Introduction
It's been a while since I did my very first attempt in augmented reality when doing the
glyph recognition project described last year. Although it worked nice, that time it was
nothing more than 2D augmented reality  just a picture put on place of the recognized glyph. As it turned out, just detecting and
recognizing a glyph is not enough to put a 3D object on top of it. In order to do that it is also required to estimate pose of a
glyph in the real world, so its rotation and translation are known. This can be done using
POSIT algorithms, which were described recently. So, when we got the missing part, it is time to
complete the project and get some 3D augmented reality out of it.
I'll start from 3D rendering first, so when we get to glyphs' pose estimation and augmented reality we already have some understanding
of the API allowing to render 3D models.
3D rendering
One of the first things to start from is to decide which library/framework to use for 3D rendering. For this augmented reality
project I decided to try Microsoft's XNA framework.
Note: since the main topic of this article is not related to XNA, a beginners' introduction into XNA will not be part of it.
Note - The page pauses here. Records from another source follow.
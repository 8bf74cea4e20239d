use std::collections::HashMap;
use std::io::Cursor;

use byteorder::{LittleEndian, ReadBytesExt, WriteBytesExt};

use crate::common::config::PageId;

/// Deepest directory the fixed page layout can hold. 512 bucket slots:
/// 1024 would leave no room for the depth metadata and the local depths.
pub const HASH_DIRECTORY_MAX_DEPTH: u32 = 9;
pub const HASH_DIRECTORY_ARRAY_SIZE: usize = 1 << HASH_DIRECTORY_MAX_DEPTH;

// In-file layout:
//  -------------------------------------------------------------------------------
// | MaxDepth (4) | GlobalDepth (4) | LocalDepths (512) | BucketPageIds (512 * 4) |
//  -------------------------------------------------------------------------------
const LOCAL_DEPTHS_OFFSET: usize = 8;
const BUCKET_PAGE_IDS_OFFSET: usize = LOCAL_DEPTHS_OFFSET + HASH_DIRECTORY_ARRAY_SIZE;

/// Middle level of the extendible hash table.
///
/// Only the first `2^global_depth` slots are live. Slots whose indices
/// differ only in bits at or above their local depth alias the same
/// bucket page and carry the same local depth.
pub struct HashTableDirectoryPage {
    max_depth: u32,
    global_depth: u32,
    local_depths: [u8; HASH_DIRECTORY_ARRAY_SIZE],
    bucket_page_ids: [PageId; HASH_DIRECTORY_ARRAY_SIZE],
}

impl HashTableDirectoryPage {
    pub fn init(max_depth: u32) -> Self {
        assert!(max_depth <= HASH_DIRECTORY_MAX_DEPTH);

        Self {
            max_depth,
            global_depth: 0,
            local_depths: [0; HASH_DIRECTORY_ARRAY_SIZE],
            bucket_page_ids: [0; HASH_DIRECTORY_ARRAY_SIZE],
        }
    }

    pub fn decode(data: &[u8]) -> Self {
        let mut cursor = Cursor::new(data);

        let max_depth = cursor.read_u32::<LittleEndian>().expect("truncated directory page");
        let global_depth = cursor.read_u32::<LittleEndian>().expect("truncated directory page");

        let mut local_depths = [0u8; HASH_DIRECTORY_ARRAY_SIZE];
        for depth in local_depths.iter_mut() {
            *depth = cursor.read_u8().expect("truncated directory page");
        }

        let mut bucket_page_ids = [0 as PageId; HASH_DIRECTORY_ARRAY_SIZE];
        for slot in bucket_page_ids.iter_mut() {
            *slot = cursor.read_u32::<LittleEndian>().expect("truncated directory page");
        }

        Self {
            max_depth,
            global_depth,
            local_depths,
            bucket_page_ids,
        }
    }

    pub fn encode(&self, data: &mut [u8]) {
        let mut cursor = Cursor::new(data);

        cursor
            .write_u32::<LittleEndian>(self.max_depth)
            .expect("directory page overflow");
        cursor
            .write_u32::<LittleEndian>(self.global_depth)
            .expect("directory page overflow");

        debug_assert_eq!(cursor.position() as usize, LOCAL_DEPTHS_OFFSET);
        for &depth in self.local_depths.iter() {
            cursor.write_u8(depth).expect("directory page overflow");
        }

        debug_assert_eq!(cursor.position() as usize, BUCKET_PAGE_IDS_OFFSET);
        for &page_id in self.bucket_page_ids.iter() {
            cursor
                .write_u32::<LittleEndian>(page_id)
                .expect("directory page overflow");
        }
    }

    /// Bucket slot for a hash: its bottom `global_depth` bits.
    pub fn hash_to_bucket_index(&self, hash: u32) -> u32 {
        hash & self.global_depth_mask()
    }

    pub fn bucket_page_id(&self, bucket_idx: u32) -> PageId {
        self.bucket_page_ids[bucket_idx as usize]
    }

    pub fn set_bucket_page_id(&mut self, bucket_idx: u32, bucket_page_id: PageId) {
        self.bucket_page_ids[bucket_idx as usize] = bucket_page_id;
    }

    /// The slot that splits off of `bucket_idx` at its current local
    /// depth: the index with the next depth bit flipped.
    pub fn split_image_index(&self, bucket_idx: u32) -> u32 {
        bucket_idx ^ (1 << self.local_depth(bucket_idx))
    }

    /// Mask of `global_depth` ones from the LSB upwards.
    pub fn global_depth_mask(&self) -> u32 {
        (1u32 << self.global_depth) - 1
    }

    /// Same as `global_depth_mask` but for the local depth at `bucket_idx`.
    pub fn local_depth_mask(&self, bucket_idx: u32) -> u32 {
        (1u32 << self.local_depth(bucket_idx)) - 1
    }

    pub fn global_depth(&self) -> u32 {
        self.global_depth
    }

    /// Doubles the live directory: every new slot inherits the bucket and
    /// local depth of the slot it mirrors one bit below.
    pub fn incr_global_depth(&mut self) {
        assert!(self.global_depth < self.max_depth, "directory is at max depth");

        let old_size = 1usize << self.global_depth;
        for new_idx in old_size..old_size * 2 {
            let origin_idx = new_idx - old_size;
            self.bucket_page_ids[new_idx] = self.bucket_page_ids[origin_idx];
            self.local_depths[new_idx] = self.local_depths[origin_idx];
        }

        self.global_depth += 1;
    }

    /// Caller checks `can_shrink` first.
    pub fn decr_global_depth(&mut self) {
        assert!(self.global_depth > 0);
        self.global_depth -= 1;
    }

    /// The directory may halve only when every live local depth sits
    /// strictly below the global depth.
    pub fn can_shrink(&self) -> bool {
        self.local_depths[..self.size() as usize]
            .iter()
            .all(|&depth| (depth as u32) < self.global_depth)
    }

    /// Number of live slots.
    pub fn size(&self) -> u32 {
        1 << self.global_depth
    }

    pub fn max_size(&self) -> u32 {
        1 << self.max_depth
    }

    pub fn max_depth(&self) -> u32 {
        self.max_depth
    }

    pub fn local_depth(&self, bucket_idx: u32) -> u32 {
        self.local_depths[bucket_idx as usize] as u32
    }

    pub fn set_local_depth(&mut self, bucket_idx: u32, local_depth: u8) {
        self.local_depths[bucket_idx as usize] = local_depth;
    }

    pub fn incr_local_depth(&mut self, bucket_idx: u32) {
        self.local_depths[bucket_idx as usize] += 1;
    }

    pub fn decr_local_depth(&mut self, bucket_idx: u32) {
        self.local_depths[bucket_idx as usize] -= 1;
    }

    /// Asserts the structural invariants: every local depth bounded by the
    /// global depth, every bucket referenced by exactly
    /// `2^(global_depth - local_depth)` slots, and aliased slots agreeing
    /// on their local depth.
    pub fn verify_integrity(&self) {
        let mut page_id_to_count: HashMap<PageId, u32> = HashMap::new();
        let mut page_id_to_depth: HashMap<PageId, u32> = HashMap::new();

        for idx in 0..self.size() {
            let page_id = self.bucket_page_id(idx);
            let depth = self.local_depth(idx);

            assert!(
                depth <= self.global_depth,
                "local depth {} at slot {} exceeds global depth {}",
                depth,
                idx,
                self.global_depth
            );

            *page_id_to_count.entry(page_id).or_insert(0) += 1;
            if let Some(&seen) = page_id_to_depth.get(&page_id) {
                assert_eq!(
                    seen, depth,
                    "slots sharing bucket page {} disagree on local depth",
                    page_id
                );
            } else {
                page_id_to_depth.insert(page_id, depth);
            }
        }

        for (page_id, count) in page_id_to_count {
            let depth = page_id_to_depth[&page_id];
            assert_eq!(
                count,
                1 << (self.global_depth - depth),
                "bucket page {} has the wrong number of directory entries",
                page_id
            );
        }
    }
}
Since XNA framework is targeted to games development mostly, its integration with WinForms applications was not something straight
forward from its very first release. The idea was that XNA manages entire game's window, graphics and input/output. However things
have improved since that time and there are official samples
exist showing integration of XNA into WinForms applications. Following some of those XNA samples and tutorials, it will become clear
at some point in time that a simple code for rendering a small model may look something like this:
protected override void Draw( )
{
GraphicsDevice.Clear( Color.Black );
// draw simple models for now with single mesh
if ( ( model != null ) && ( model.Meshes.Count == 1 ) )
{
ModelMesh mesh = model.Meshes[0];
// spin the object according to how much time has passed
float time = (float) timer.Elapsed.TotalSeconds;
// object's rotation and transformation matrices
Matrix rotation = Matrix.CreateFromYawPitchRoll(
time * 0.5f, time * 0.6f, time * 0.7f );
Matrix translation = Matrix.CreateTranslation( 0, 0, 0 );
// create transform matrices
Matrix viewMatrix = Matrix.CreateLookAt(
new Vector3( 0, 0, 3 ), Vector3.Zero, Vector3.Up );
Matrix projectionMatrix = Matrix.CreatePerspective(
1, 1 / GraphicsDevice.Viewport.AspectRatio, 1f, 10000 );
Matrix world = Matrix.CreateScale( 1 / mesh.BoundingSphere.Radius ) *
rotation * translation;
foreach ( Effect effect in mesh.Effects )
{
if ( effect is BasicEffect )
{
( (BasicEffect) effect ).EnableDefaultLighting( );
}
effect.Parameters["World"].SetValue( world );
effect.Parameters["View"].SetValue( viewMatrix );
effect.Parameters["Projection"].SetValue( projectionMatrix );
}
mesh.Draw( );
}
}
How much will the above code differ from the complete AR rendering? It will not be different too much actually. The above
code is missing only 2 things to get some augmented reality out of it: 1) draw real scene instead of filling it with black
color; 2) use proper world transformation matrix (scaling, rotation and transformation) for the virtual object to put onto a
glyph. That's it  just 2 things.
For the augmented reality scene we need to render pictures of real world  video coming from camera, file or any other
source and containing some optical glyphs to recognize. Without going into video acquisition/reading details, we can just
assume that every new video frame is provided as .NET's Bitmap. Apparently XNA framework does not care too much about GDI+
bitmaps and does not provide means for rendering those. So we need a tool method, which allows converting Bitmap into XNA's
2D texture to render:
// Convert GDI+ bitmap to XNA texture
public static Texture2D XNATextureFromBitmap( Bitmap bitmap, GraphicsDevice device )
{
int width = bitmap.Width;
int height = bitmap.Height;
Texture2D texture = new Texture2D( device, width, height,
1, TextureUsage.None, SurfaceFormat.Color );
BitmapData data = bitmap.LockBits( new Rectangle( 0, 0, width, height ),
ImageLockMode.ReadOnly, PixelFormat.Format32bppArgb );
int bufferSize = data.Height * data.Stride;
// copy bitmap data into texture
byte[] bytes = new byte[bufferSize];
Marshal.Copy( data.Scan0, bytes, 0, bytes.Length );
texture.SetData( bytes );
bitmap.UnlockBits( data );
return texture;
}
Once a bitmap containing current video frame is converted to XNA's texture, it can be rendered before rendering 3D models,
so those sit on top of some real world picture instead of black background. The only important thing to note is that after doing some
2D rendering it is required to restore some states of the XNA graphics device, which are shared between 2D and 3D graphics,
but changed by texture rendering for its purposes.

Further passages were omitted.